***** DATA *****

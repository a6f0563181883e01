//! User collection
//!
//! CRUD over user accounts keyed by `user_id`.

use crate::record::User;

use super::Collection;

/// Keyed store of user accounts
#[derive(Debug, Clone, Default)]
pub struct UserCollection {
    inner: Collection<User>,
}

impl UserCollection {
    /// Create a new empty user collection
    pub fn new() -> Self {
        Self::default()
    }

    /// Add a new user
    ///
    /// Returns false if `user_id` is already present.
    pub fn add(
        &mut self,
        user_id: &str,
        email: &str,
        user_name: &str,
        user_last_name: &str,
    ) -> bool {
        self.inner.insert(User::new(user_id, email, user_name, user_last_name))
    }

    /// Add an already built user record
    pub fn insert_record(&mut self, user: User) -> bool {
        self.inner.insert(user)
    }

    /// Overwrite the mutable fields of an existing user
    ///
    /// Returns false if `user_id` is absent. The id itself never changes.
    pub fn modify(
        &mut self,
        user_id: &str,
        email: &str,
        user_name: &str,
        user_last_name: &str,
    ) -> bool {
        self.inner.update_with(user_id, |user| {
            user.email = email.to_string();
            user.user_name = user_name.to_string();
            user.user_last_name = user_last_name.to_string();
        })
    }

    /// Delete a user
    pub fn delete(&mut self, user_id: &str) -> bool {
        self.inner.remove(user_id)
    }

    /// Look up a user; `None` when absent
    pub fn search(&self, user_id: &str) -> Option<&User> {
        self.inner.get(user_id)
    }

    /// Check whether a user with this id exists
    pub fn contains(&self, user_id: &str) -> bool {
        self.inner.contains(user_id)
    }

    /// Number of stored users
    pub fn len(&self) -> usize {
        self.inner.len()
    }

    /// Check if the collection is empty
    pub fn is_empty(&self) -> bool {
        self.inner.is_empty()
    }

    /// Iterate over users in unspecified order
    pub fn iter(&self) -> impl Iterator<Item = &User> {
        self.inner.iter()
    }

    /// Users ordered by id
    pub fn records_sorted(&self) -> Vec<&User> {
        self.inner.records_sorted()
    }
}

*****

Report every line of the data above that contains the string "bool" by copying it in full.

    ) -> bool {
    pub fn insert_record(&mut self, user: User) -> bool {
    ) -> bool {
    pub fn delete(&mut self, user_id: &str) -> bool {
    pub fn contains(&self, user_id: &str) -> bool {
    pub fn is_empty(&self) -> bool {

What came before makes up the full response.